── Data under study
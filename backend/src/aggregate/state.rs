//! Aggregate state: moments, reservoir, per-worker counts

use serde::Serialize;
use std::collections::{HashMap, VecDeque};

/// Running count, sum and sum of squares over every result ever seen.
///
/// O(1) memory; the exact basis for mean and variance.
#[derive(Debug, Clone, Copy, Default, PartialEq, Serialize)]
pub struct MomentAccumulator {
    pub count: u64,
    pub sum: f64,
    pub sum_of_squares: f64,
}

impl MomentAccumulator {
    pub fn add(&mut self, value: f64) {
        self.count += 1;
        self.sum += value;
        self.sum_of_squares += value * value;
    }

    pub fn mean(&self) -> Option<f64> {
        (self.count > 0).then(|| self.sum / self.count as f64)
    }

    /// Population variance, clamped at zero against rounding.
    pub fn variance(&self) -> Option<f64> {
        let mean = self.mean()?;
        let raw = self.sum_of_squares / self.count as f64 - mean * mean;
        Some(raw.max(0.0))
    }

    pub fn std_dev(&self) -> Option<f64> {
        self.variance().map(f64::sqrt)
    }
}

/// Fixed-capacity FIFO of the most recent results.
///
/// A display sample only; never used for mean or variance.
#[derive(Debug, Clone, PartialEq)]
pub struct Reservoir {
    capacity: usize,
    values: VecDeque<f64>,
}

impl Reservoir {
    pub fn new(capacity: usize) -> Self {
        let capacity = capacity.max(1);
        Self {
            capacity,
            values: VecDeque::with_capacity(capacity),
        }
    }

    /// Append, evicting and returning the oldest value when full.
    pub fn push(&mut self, value: f64) -> Option<f64> {
        let evicted = if self.values.len() == self.capacity {
            self.values.pop_front()
        } else {
            None
        };
        self.values.push_back(value);
        evicted
    }

    pub fn len(&self) -> usize {
        self.values.len()
    }

    pub fn is_empty(&self) -> bool {
        self.values.is_empty()
    }

    pub fn capacity(&self) -> usize {
        self.capacity
    }

    /// Values in arrival order, oldest first
    pub fn iter(&self) -> impl Iterator<Item = f64> + '_ {
        self.values.iter().copied()
    }

    pub fn to_vec(&self) -> Vec<f64> {
        self.values.iter().copied().collect()
    }
}

/// Everything the aggregator knows
#[derive(Debug, Clone)]
pub struct AggregateState {
    pub moments: MomentAccumulator,
    pub reservoir: Reservoir,
    pub per_worker: HashMap<String, u64>,
}

impl AggregateState {
    pub fn new(reservoir_capacity: usize) -> Self {
        Self {
            moments: MomentAccumulator::default(),
            reservoir: Reservoir::new(reservoir_capacity),
            per_worker: HashMap::new(),
        }
    }

    pub fn record(&mut self, worker_id: &str, value: f64) {
        self.reservoir.push(value);
        self.moments.add(value);
        match self.per_worker.get_mut(worker_id) {
            Some(count) => *count += 1,
            None => {
                self.per_worker.insert(worker_id.to_string(), 1);
            }
        }
    }
}
// Formula AST
//
// Parsed once per model and evaluated once per scenario. Only arithmetic,
// comparison, boolean and allow-listed function nodes exist; there is no
// node that can reach outside the scenario bindings.

use super::functions::Builtin;

// ============================================================================
// OPERATORS
// ============================================================================

#[derive(Debug, Clone, Copy, PartialEq, Eq)]
pub enum BinaryOp {
    Add,
    Sub,
    Mul,
    Div,
    /// Floor division (`//`)
    FloorDiv,
    /// Modulo with the sign of the divisor (`%`)
    Mod,
    /// Exponentiation (`**`)
    Pow,
}

#[derive(Debug, Clone, Copy, PartialEq, Eq)]
pub enum UnaryOp {
    Neg,
    Pos,
    Not,
}

#[derive(Debug, Clone, Copy, PartialEq, Eq)]
pub enum CompareOp {
    Lt,
    Le,
    Gt,
    Ge,
    Eq,
    Ne,
}

impl CompareOp {
    pub fn apply(self, left: f64, right: f64) -> bool {
        match self {
            CompareOp::Lt => left < right,
            CompareOp::Le => left <= right,
            CompareOp::Gt => left > right,
            CompareOp::Ge => left >= right,
            CompareOp::Eq => left == right,
            CompareOp::Ne => left != right,
        }
    }
}

// ============================================================================
// EXPRESSIONS
// ============================================================================

/// A formula expression node
#[derive(Debug, Clone, PartialEq)]
pub enum Expr {
    /// Numeric literal or resolved `math.` constant
    Number(f64),

    /// Bare identifier: a scenario variable, or a constant if unbound
    Name(String),

    Unary {
        op: UnaryOp,
        operand: Box<Expr>,
    },

    Binary {
        op: BinaryOp,
        left: Box<Expr>,
        right: Box<Expr>,
    },

    /// Chained comparison: `a < b <= c` means `a < b and b <= c`
    Compare {
        first: Box<Expr>,
        rest: Vec<(CompareOp, Expr)>,
    },

    /// Short-circuit `and`; yields the deciding operand
    And(Box<Expr>, Box<Expr>),

    /// Short-circuit `or`; yields the deciding operand
    Or(Box<Expr>, Box<Expr>),

    /// `then if condition else otherwise`
    Conditional {
        condition: Box<Expr>,
        then: Box<Expr>,
        otherwise: Box<Expr>,
    },

    /// Call to an allow-listed function
    Call { function: Builtin, args: Vec<Expr> },
}

impl Expr {
    /// Collect every bare identifier referenced by the expression.
    pub fn collect_names<'a>(&'a self, out: &mut Vec<&'a str>) {
        match self {
            Expr::Number(_) => {}
            Expr::Name(name) => out.push(name),
            Expr::Unary { operand, .. } => operand.collect_names(out),
            Expr::Binary { left, right, .. } | Expr::And(left, right) | Expr::Or(left, right) => {
                left.collect_names(out);
                right.collect_names(out);
            }
            Expr::Compare { first, rest } => {
                first.collect_names(out);
                for (_, expr) in rest {
                    expr.collect_names(out);
                }
            }
            Expr::Conditional {
                condition,
                then,
                otherwise,
            } => {
                then.collect_names(out);
                condition.collect_names(out);
                otherwise.collect_names(out);
            }
            Expr::Call { args, .. } => {
                for arg in args {
                    arg.collect_names(out);
                }
            }
        }
    }
}
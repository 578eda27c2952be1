//! Streaming aggregation: exact moments, bounded reservoir, reports

use montecarlo_core::aggregate::{
    Aggregator, AggregatorService, MomentAccumulator, QueueDepth, Report, ReportSink, Reservoir,
};
use montecarlo_core::broker::{Broker, MemoryBroker, Persistence, QueueOptions};
use montecarlo_core::models::ResultMessage;
use montecarlo_core::resilience::shutdown_channel;
use montecarlo_core::PipelineConfig;
use parking_lot::Mutex;
use proptest::prelude::*;
use std::sync::Arc;
use std::time::Duration;

// ============================================================================
// Properties
// ============================================================================

fn direct_moments(values: &[f64]) -> (f64, f64) {
    let n = values.len() as f64;
    let mean = values.iter().sum::<f64>() / n;
    let variance = values.iter().map(|v| (v - mean).powi(2)).sum::<f64>() / n;
    (mean, variance)
}

proptest! {
    #[test]
    fn moments_match_direct_formula(values in prop::collection::vec(-1.0e3f64..1.0e3, 1..500)) {
        let mut moments = MomentAccumulator::default();
        for v in &values {
            moments.add(*v);
        }
        let (mean, variance) = direct_moments(&values);
        let scale = 1.0 + values.iter().map(|v| v * v).sum::<f64>() / values.len() as f64;

        prop_assert_eq!(moments.count, values.len() as u64);
        prop_assert!((moments.mean().unwrap() - mean).abs() <= 1e-9 * (1.0 + mean.abs()));
        prop_assert!((moments.variance().unwrap() - variance).abs() <= 1e-9 * scale);
    }

    #[test]
    fn variance_is_never_negative(
        base in -1.0e9f64..1.0e9,
        jitter in prop::collection::vec(-1.0e-6f64..1.0e-6, 1..200),
    ) {
        // Large offset, tiny spread: worst case for sum-of-squares cancellation
        let mut moments = MomentAccumulator::default();
        for j in &jitter {
            moments.add(base + j);
            prop_assert!(moments.variance().unwrap() >= 0.0);
            prop_assert!(moments.std_dev().unwrap().is_finite());
        }
    }

    #[test]
    fn reservoir_holds_most_recent_in_order(
        capacity in 1usize..100,
        values in prop::collection::vec(any::<i32>(), 0..400),
    ) {
        let mut reservoir = Reservoir::new(capacity);
        for v in &values {
            reservoir.push(*v as f64);
            prop_assert!(reservoir.len() <= capacity);
        }
        let keep = values.len().min(capacity);
        let expected: Vec<f64> = values[values.len() - keep..].iter().map(|v| *v as f64).collect();
        prop_assert_eq!(reservoir.to_vec(), expected);
    }
}

#[test]
fn test_default_reservoir_capacity() {
    let aggregator = Aggregator::from_config(&PipelineConfig::default());
    for i in 0..6000 {
        aggregator.update(&ResultMessage::new("w", i as f64));
    }
    let snapshot = aggregator.snapshot();
    assert_eq!(snapshot.reservoir.len(), 5000);
    assert_eq!(snapshot.reservoir[0], 1000.0);
    assert_eq!(snapshot.moments.count, 6000);
    // Mean over all 6000, not just the reservoir
    assert!((snapshot.moments.mean().unwrap() - 2999.5).abs() < 1e-9);
}

// ============================================================================
// Service loops
// ============================================================================

#[derive(Default)]
struct CaptureSink {
    reports: Mutex<Vec<Report>>,
}

impl ReportSink for CaptureSink {
    fn deliver(&self, report: &Report) {
        self.reports.lock().push(report.clone());
    }
}

async fn publish_result(broker: &MemoryBroker, payload: &[u8]) {
    broker
        .publish("results_queue", payload.to_vec(), Persistence::Persistent)
        .await
        .unwrap();
}

#[tokio::test]
async fn test_consumer_folds_results_and_rejects_garbage() {
    let broker = MemoryBroker::new();
    let config = PipelineConfig {
        report_interval_ms: 10,
        ..Default::default()
    };
    broker
        .declare("results_queue", QueueOptions::durable())
        .await
        .unwrap();

    for (worker, value) in [("a", 1.0), ("b", 2.0), ("a", 6.0)] {
        let payload = serde_json::to_vec(&ResultMessage::new(worker, value)).unwrap();
        publish_result(&broker, &payload).await;
    }
    publish_result(&broker, b"not json").await;
    publish_result(&broker, br#"{"worker": "a"}"#).await;

    let sink = Arc::new(CaptureSink::default());
    let service = AggregatorService::new(Arc::new(broker.clone()), &config).with_sink(sink.clone());
    let (trigger, shutdown) = shutdown_channel();
    let task = tokio::spawn({
        let service = service.clone();
        async move { service.run(&shutdown).await }
    });

    tokio::time::timeout(Duration::from_secs(2), async {
        while broker.depth("results_queue").await.unwrap() > 0 || broker.unacked("results_queue") > 0 {
            tokio::time::sleep(Duration::from_millis(5)).await;
        }
    })
    .await
    .unwrap();
    trigger.trigger();
    let report = task.await.unwrap().unwrap();

    assert_eq!(report.kpis.total_processed, 3);
    assert_eq!(report.kpis.mean, Some(3.0));
    let expected_std = (14.0f64 / 3.0).sqrt();
    assert!((report.kpis.std_dev.unwrap() - expected_std).abs() < 1e-12);
    assert_eq!(report.workers[0].worker, "a");
    assert_eq!(report.workers[0].count, 2);
    assert_eq!(report.histogram.total(), 3);

    // Scenario queue was never declared: depth degrades, report continues
    assert_eq!(report.kpis.pending_scenarios, QueueDepth::Unavailable);
    assert_eq!(report.kpis.queued_results, QueueDepth::Available(0));

    let delivered = sink.reports.lock();
    assert!(!delivered.is_empty());
    assert_eq!(delivered.last(), Some(&report));
}

#[tokio::test]
async fn test_report_before_any_result() {
    let broker = MemoryBroker::new();
    let config = PipelineConfig::default();
    broker
        .declare("scenarios_queue", QueueOptions::bounded(10))
        .await
        .unwrap();
    let service = AggregatorService::new(Arc::new(broker), &config);

    let report = service.build_report().await;
    assert_eq!(report.kpis.total_processed, 0);
    assert_eq!(report.kpis.mean, None);
    assert_eq!(report.kpis.pending_scenarios, QueueDepth::Available(0));
    assert_eq!(report.kpis.queued_results, QueueDepth::Unavailable);
}

#[tokio::test]
async fn test_reporter_ticks_until_shutdown() {
    let broker = MemoryBroker::new();
    let config = PipelineConfig {
        report_interval_ms: 10,
        ..Default::default()
    };
    let sink = Arc::new(CaptureSink::default());
    let service = AggregatorService::new(Arc::new(broker), &config).with_sink(sink.clone());
    let (trigger, shutdown) = shutdown_channel();

    let task = tokio::spawn({
        let service = service.clone();
        async move { service.run_reporter(&shutdown).await }
    });
    tokio::time::sleep(Duration::from_millis(80)).await;
    trigger.trigger();
    tokio::time::timeout(Duration::from_secs(1), task)
        .await
        .unwrap()
        .unwrap();

    // Several ticks plus the final report
    assert!(sink.reports.lock().len() >= 3);
}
────
> _What needs to be done_
Nothing but the lines from the top of the records down to the line with "mean and variance." belongs in the answer; repeat them exactly.

> _Your solution_
filename backend/src/aggregate/state.rs
//! Aggregate state: moments, reservoir, per-worker counts

use serde::Serialize;
use std::collections::{HashMap, VecDeque};

/// Running count, sum and sum of squares over every result ever seen.
///
/// O(1) memory; the exact basis for mean and variance.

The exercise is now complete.